3.) In an American context it isn't fine.

4.) KFC is an American company.

5.) It makes sense that as such they pulled it.
maporsche
 
  2  
Reply Mon 11 Jan, 2010 04:19 pm
@sozobe,
Did you see the video that was posted a few pages ago about the Young Turks people bitching about a Japanese Fried Chicken company posting a 'racially charged' ad. They wanted that ad pulled down too, and it's not even an American company.
DrewDad
 
  2  
Reply Mon 11 Jan, 2010 04:19 pm
@Setanta,
Setanta wrote:
You are a first class asshole, Drew Dad . . . i genuinely pity your daughter.

WTF? Where does my daughter come into this? And which one?

You might want to take a close look at who you really have a complaint with, here, instead of wildly lashing out any anyone who comes up in your sights.
0 Replies
 
sozobe
 
  1  
Reply Mon 11 Jan, 2010 04:25 pm
@maporsche,
Deaf, so didn't get the content.

There are definitely people who overreact, and I can believe these people did. Don't have the necessary info to judge though.
maporsche
 
  1  
Reply Mon 11 Jan, 2010 04:32 pm
@sozobe,
Sorry, I did know that.
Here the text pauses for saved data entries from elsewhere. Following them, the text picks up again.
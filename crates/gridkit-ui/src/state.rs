//! Application state owned by the interaction controller.

use std::collections::BTreeSet;

use gridkit_layout::{Breakpoint, LayoutDocument, LayoutItem, PartialTemplateConfig};
use gridkit_sync::SyncGuard;

/// Template id before bootstrap binds one
pub const UNBOUND_TEMPLATE_ID: i64 = -1;

/// Everything the controller tracks between host events.
///
/// Document changes go through [`AppState::replace_document`] or
/// [`AppState::reconcile`], which keep the revision counter and the set of
/// breakpoints edited since the last save in step with the document.
#[derive(Debug, Clone)]
pub struct AppState {
    pub document: LayoutDocument,
    pub breakpoint: Option<Breakpoint>,
    pub template_id: i64,
    /// Item focused for keyboard moves
    pub active_item: Option<String>,
    /// Widget type being dragged from the widget bank
    pub drop_candidate: Option<String>,
    pub layout_locked: bool,
    /// True until the host's first layout report has been swallowed
    pub initial_render: bool,
    /// Set once bootstrap finished, successfully or not
    pub loaded: bool,
    pub container_width: u32,
    dirty: BTreeSet<Breakpoint>,
    revision: u64,
}

impl Default for AppState {
    fn default() -> Self {
        Self {
            document: LayoutDocument::new(),
            breakpoint: None,
            template_id: UNBOUND_TEMPLATE_ID,
            active_item: None,
            drop_candidate: None,
            layout_locked: false,
            initial_render: true,
            loaded: false,
            container_width: 0,
            dirty: BTreeSet::new(),
            revision: 0,
        }
    }
}

impl AppState {
    pub fn new(layout_locked: bool) -> Self {
        Self {
            layout_locked,
            ..Self::default()
        }
    }

    /// Items of the active breakpoint; empty when none is active
    pub fn active_items(&self) -> &[LayoutItem] {
        match self.breakpoint {
            Some(bp) => self.document.items(bp),
            None => &[],
        }
    }

    pub fn drop_pending(&self) -> bool {
        self.drop_candidate.is_some()
    }

    pub fn sync_guard(&self) -> SyncGuard {
        SyncGuard {
            layout_locked: self.layout_locked,
            template_id: self.template_id,
            breakpoint: self.breakpoint,
            drop_pending: self.drop_pending(),
        }
    }

    /// Install a locally edited document and mark the touched breakpoints
    pub fn replace_document<I>(&mut self, document: LayoutDocument, touched: I)
    where
        I: IntoIterator<Item = Breakpoint>,
    {
        self.document = document;
        self.dirty.extend(touched);
        self.revision += 1;
    }

    /// Install the canonical document returned by the store
    pub fn reconcile(&mut self, document: LayoutDocument) {
        self.document = document;
        self.dirty.clear();
        self.revision += 1;
    }

    /// Breakpoints edited since the last successful save
    pub fn dirty(&self) -> impl Iterator<Item = Breakpoint> + '_ {
        self.dirty.iter().copied()
    }

    /// Wire payload of every dirty breakpoint
    pub fn dirty_payload(&self) -> PartialTemplateConfig {
        self.document.to_partial_config(self.dirty())
    }

    /// Counter bumped on every document replacement
    pub fn revision(&self) -> u64 {
        self.revision
    }
}
//! # GridKit Core
//!
//! Core types and utilities shared by every GridKit crate.
//! Provides the unified error taxonomy, the application event bus used for
//! notifications and layout events, and shared-state aliases.

pub mod error;
pub mod event_bus;
pub mod types;

pub use error::{Error, LayoutError, Result, StoreError};

// Re-export event bus for convenience
pub use event_bus::{
    AppEvent, EventBus, EventBusConfig, EventBusError, EventCategory, EventFilter, LayoutEvent,
    Notification, NotificationVariant, SubscriptionId,
};

pub use types::{thread_safe, ThreadSafe};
My bad.

And yeah, I agree, people do overreact.
0 Replies
 
dlowan
 
  1  
Reply Mon 11 Jan, 2010 04:36 pm
@sozobe,
Quote:
1.) Purely in an Australian context the ad is probably fine. (I also wince at how the white guy had his head in his hands and was shaking his head at the boistrousness of the Windie crowd -- smacks of condescension/ paternalism -- but I get that in context it just didn't have the resonance it has here.)



NOT just Australian.

I think the fear of watermelon and fried chicken is "purely" a US thing.